Captain Blake Ruehrwein, Cultural Heritage Preservation Officer, United States Army Reserve, speaking with reserve soldiers in The Met's galleries. Photo by Paula Lobo
Captain Blake Ruehrwein, Cultural Heritage Preservation Officer, United States Army Reserve, speaking with reserve soldiers in The Met’s galleries. Photo by Paula Lobo
E da allora si ricominciò a parlare del lavoro straordinario per l’umanità che avevano compiuto quegli uomini e quelle donne. Nel 2007 nacque la Monuments Men Foundation for the Preservation of Art, creata da Robert M. Edsel, con l’obiettivo di mantenere viva la memoria di questi eroi e non smettere di continuare a cercare le opere d’arte da restituire ai legittimi proprietari.

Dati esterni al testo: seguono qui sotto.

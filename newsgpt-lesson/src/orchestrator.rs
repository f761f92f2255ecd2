use std::{fmt, str::FromStr};

use newsgpt_interface::{CompletionService, Level, NewsFeed};
use thiserror::Error;

use crate::{
  answers::{segment_answers, ExerciseSheet},
  delivery::{DeliveryItem, LessonDelivery, ReplyTarget},
  stages::{adapt, explain, fetch_article, generate_exercises, StageFailure},
};

pub const CANNOT_PROCESS: &str = "Cannot process the request.";
pub const NO_ANSWERS: &str = "No answers were provided.";
pub const RESTART_PROMPT: &str = "You can get another article with the button below.";
pub const RESTART_BUTTON: &str = "Get another article";

const ADAPTED_LABEL: &str = "Adapted news text:";
const GRAMMAR_LABEL: &str = "Grammar and idioms explained:";
const EXERCISES_LABEL: &str = "Exercises based on the news:";

#[derive(Debug, Clone, Copy, PartialEq, Eq)]
pub enum PipelineStage {
  Fetching,
  Adapting,
  Explaining,
  Exercising,
  Delivering,
  Done,
}

impl fmt::Display for PipelineStage {
  fn fmt(&self, f: &mut fmt::Formatter<'_>) -> fmt::Result {
    let name = match self {
      PipelineStage::Fetching => "fetching",
      PipelineStage::Adapting => "adapting",
      PipelineStage::Explaining => "explaining",
      PipelineStage::Exercising => "exercising",
      PipelineStage::Delivering => "delivering",
      PipelineStage::Done => "done",
    };
    f.write_str(name)
  }
}

/// What a pass does when a completion stage fails.
#[derive(Debug, Clone, Copy, Default, PartialEq, Eq)]
pub enum FailurePolicy {
  /// Use the error text in place of the stage output and keep going. Later
  /// prompts are then built from that text.
  #[default]
  Continue,
  /// Deliver the error text and stop the pass.
  Abort,
}

#[derive(Error, Debug, PartialEq, Eq)]
#[error("unknown failure policy {0:?}, expected `continue` or `abort`")]
pub struct UnknownPolicy(pub String);

impl FromStr for FailurePolicy {
  type Err = UnknownPolicy;

  fn from_str(s: &str) -> Result<Self, Self::Err> {
    match s.trim().to_lowercase().as_str() {
      "continue" => Ok(FailurePolicy::Continue),
      "abort" => Ok(FailurePolicy::Abort),
      _ => Err(UnknownPolicy(s.to_string())),
    }
  }
}

#[derive(Debug, Clone, PartialEq, Eq)]
pub struct LessonBundle {
  pub adapted_text: String,
  pub grammar_explanation: String,
  pub exercises: String,
  pub answers: Vec<String>,
}

impl LessonBundle {
  fn into_delivery(self, target: ReplyTarget) -> LessonDelivery {
    let mut delivery = LessonDelivery::new(Some(target));
    delivery.push(DeliveryItem::plain(labeled(ADAPTED_LABEL, &self.adapted_text)));
    delivery.push(DeliveryItem::plain(labeled(
      GRAMMAR_LABEL,
      &self.grammar_explanation,
    )));
    delivery.push(DeliveryItem::plain(labeled(EXERCISES_LABEL, &self.exercises)));

    if self.answers.is_empty() {
      delivery.push(DeliveryItem::plain(NO_ANSWERS));
    } else {
      for answer in self.answers {
        delivery.push(DeliveryItem::concealed(answer));
      }
    }

    delivery.push(DeliveryItem::restart_action(RESTART_PROMPT));
    delivery
  }
}

fn labeled(label: &str, body: &str) -> String {
  format!("{label}\n\n{body}")
}

/// Error text of a stage that stopped the pass under [`FailurePolicy::Abort`].
struct Halted(String);

pub struct LessonOrchestrator<C: CompletionService, F: NewsFeed> {
  completions: C,
  feed: F,
  native_language: String,
  policy: FailurePolicy,
}

impl<C: CompletionService, F: NewsFeed> LessonOrchestrator<C, F> {
  pub fn new(completions: C, feed: F) -> Self {
    LessonOrchestrator {
      completions,
      feed,
      native_language: "Russian".to_string(),
      policy: FailurePolicy::default(),
    }
  }

  pub fn with_native_language(mut self, language: impl Into<String>) -> Self {
    self.native_language = language.into();
    self
  }

  pub fn with_policy(mut self, policy: FailurePolicy) -> Self {
    self.policy = policy;
    self
  }

  /// Runs one full lesson pass for `level`.
  ///
  /// Without a target nothing is fetched or generated and the delivery holds
  /// a single [`CANNOT_PROCESS`] notice.
  pub async fn run(&self, level: Level, target: Option<ReplyTarget>) -> LessonDelivery {
    let Some(target) = target else {
      log::warn!("No reply target for lesson, aborting pass");
      let mut delivery = LessonDelivery::new(None);
      delivery.push(DeliveryItem::plain(CANNOT_PROCESS));
      return delivery;
    };

    log::info!("Lesson stage {} (level {level})", PipelineStage::Fetching);
    let news = fetch_article(&self.feed).await;

    let delivery = match self.build_bundle(level, &news).await {
      Ok(bundle) => {
        log::info!("Lesson stage {}", PipelineStage::Delivering);
        bundle.into_delivery(target)
      }
      Err(Halted(text)) => {
        let mut delivery = LessonDelivery::new(Some(target));
        delivery.push(DeliveryItem::plain(text));
        delivery.push(DeliveryItem::restart_action(RESTART_PROMPT));
        delivery
      }
    };

    log::info!(
      "Lesson stage {} ({} items)",
      PipelineStage::Done,
      delivery.items.len()
    );
    delivery
  }

  async fn build_bundle(&self, level: Level, news: &str) -> Result<LessonBundle, Halted> {
    log::info!("Lesson stage {}", PipelineStage::Adapting);
    let adapted_text = self.settle(adapt(&self.completions, level, news).await)?;

    log::info!("Lesson stage {}", PipelineStage::Explaining);
    let grammar_explanation = self.settle(
      explain(&self.completions, &self.native_language, &adapted_text).await,
    )?;

    log::info!("Lesson stage {}", PipelineStage::Exercising);
    let sheet = match generate_exercises(&self.completions, &adapted_text).await {
      Ok(sheet) => sheet,
      Err(failure) => ExerciseSheet {
        exercises: self.settle(Err(failure))?,
        answers: String::new(),
      },
    };

    Ok(LessonBundle {
      adapted_text,
      grammar_explanation,
      exercises: sheet.exercises,
      answers: segment_answers(&sheet.answers),
    })
  }

  /// Turns a stage result into text the pass can carry on with, or stops
  /// the pass, depending on the policy.
  fn settle(&self, outcome: Result<String, StageFailure>) -> Result<String, Halted> {
    match outcome {
      Ok(text) => Ok(text),
      Err(failure) => {
        log::warn!("Stage {} failed: {failure}", failure.stage);
        match self.policy {
          FailurePolicy::Continue => Ok(failure.to_string()),
          FailurePolicy::Abort => Err(Halted(failure.to_string())),
        }
      }
    }
  }
}
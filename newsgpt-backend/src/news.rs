//! NewsAPI top-headlines feed.

use std::time::Duration;

use async_trait::async_trait;
use newsgpt_interface::{Article, FeedError, NewsFeed};
use serde::Deserialize;

pub const NEWS_API_URL: &str = "https://newsapi.org/v2/top-headlines";

#[derive(Deserialize)]
struct HeadlinesResponse {
  #[serde(default)]
  articles: Vec<RawArticle>,
}

#[derive(Deserialize)]
struct RawArticle {
  title: Option<String>,
  description: Option<String>,
}

impl From<RawArticle> for Article {
  fn from(raw: RawArticle) -> Self {
    Article {
      title: raw.title.unwrap_or_default(),
      description: raw.description.unwrap_or_default(),
    }
  }
}

#[derive(Debug, Clone)]
pub struct NewsApiFeed {
  client: reqwest::Client,
  url: String,
  api_key: String,
}

impl NewsApiFeed {
  pub fn new(
    url: impl Into<String>,
    api_key: impl Into<String>,
    timeout: Duration,
  ) -> Result<Self, reqwest::Error> {
    // NewsAPI rejects requests that carry no user agent.
    let client = reqwest::Client::builder()
      .user_agent(concat!("newsgpt/", env!("CARGO_PKG_VERSION")))
      .timeout(timeout)
      .build()?;
    Ok(NewsApiFeed {
      client,
      url: url.into(),
      api_key: api_key.into(),
    })
  }
}

#[async_trait]
impl NewsFeed for NewsApiFeed {
  async fn headlines(&self, language: &str) -> Result<Vec<Article>, FeedError> {
    let response = self
      .client
      .get(&self.url)
      .query(&[("language", language), ("apiKey", self.api_key.as_str())])
      .send()
      .await
      .map_err(|e| FeedError::Transport {
        source: Box::new(e),
      })?;

    let status = response.status();
    let body = response.text().await.map_err(|e| FeedError::Transport {
      source: Box::new(e),
    })?;

    if !status.is_success() {
      return Err(FeedError::Status {
        status: status.as_u16(),
        body,
      });
    }

    let parsed: HeadlinesResponse =
      serde_json::from_str(&body).map_err(|e| FeedError::Malformed {
        source: Box::new(e),
      })?;
    log::debug!("Feed returned {} articles", parsed.articles.len());

    Ok(parsed.articles.into_iter().map(Article::from).collect())
  }
}
//! MarkdownV2 escaping for text placed inside spoilers.

/// Characters Telegram treats as markup in MarkdownV2.
const SPECIAL_CHARS: &[char] = &[
  '\\', '_', '*', '[', ']', '(', ')', '~', '`', '>', '#', '+', '-', '=', '|', '{', '}', '.', '!',
];

/// Escapes every MarkdownV2 special character, code spans included, so the
/// text renders literally.
pub fn escape_markdown_v2(text: &str) -> String {
  let mut escaped = String::with_capacity(text.len() * 2);
  for ch in text.chars() {
    if SPECIAL_CHARS.contains(&ch) {
      escaped.push('\\');
    }
    escaped.push(ch);
  }
  escaped
}

/// Wraps escaped text in a spoiler that the reader taps to reveal.
pub fn spoiler(text: &str) -> String {
  format!("||{}||", escape_markdown_v2(text))
}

Su questo solco, nel 2013 a Monaco di Baviera in un appartamento del figlio di un collezionista sono stati ritrovati 1500 dipinti del valore di un miliardo di euro: capolavori di Picasso, Matisse, Renoir, Chagall, confiscati dai nazisti durante il terzo Reich e che si consideravano ormai perduti per sempre. E anche in Italia, nel 2016, i carabinieri del Comando Tutela Patrimonio Culturale, i nostri Monument Men, hanno recuperato tre dipinti del XV secolo di enorme valore rubati dai tedeschi negli anni della seconda guerra mondiale.

Questa volta cerchiamo di non rimuovere più la memoria. Come dice Richard Kurin, manager e ricercatore dello Smithsonian Insititution, «Distruggere i monumenti e rubare opere d’arte non implica solo far sparire oggetti materiali di enorme valore. Ma è molto di più. Significa cancellare la storia, la conoscenza e l’identità di un popolo». Lo diceva Frank Stokes ai suoi ragazzi: «puoi sterminare una generazione di persone, radere al suolo le loro case. Troveranno una via di ritorno. Ma se distruggi la loro storia, è come se non fossero mai esistite. Sono ceneri che galleggiano. Hitler vuole questo. Ed è la sola cosa che non possiamo permettergli». George Stout, naso adunco, baffetti sottili e la pipa, era morto tanti anni prima che Clooney recitasse la sua parte, nel 1978. Non c’erano neanche più i suoi ragazzi, e i collaboratori a ricordare quello che diceva loro. Era rimasto solo un suo discorso del 1950 a un seminario per spiegare le cose in cui credeva. «Un giorno un mio amico ha parlato con un contadino sulle colline pietrose del New Hampshire. Il mio amico ha detto: “Deve esserci un sacco di fatica in un posto come questo”. E il contadino gli ha risposto: “Il lavoro non è faticoso se stai costruendo qualcosa”». L’umanità fa percorsi strani, diventa violenta e servile, ma anche quando si allontanano, gli uomini tornano a costruire qualcosa, come diceva quel contadino. Perché, spiegava Stout, «la grandezza della crescita umana è infinita. Un vecchio disse: “I mansueti erediteranno la Terra”. Questo io credo».

Parlavano così i cavalieri che salvarono l’arte.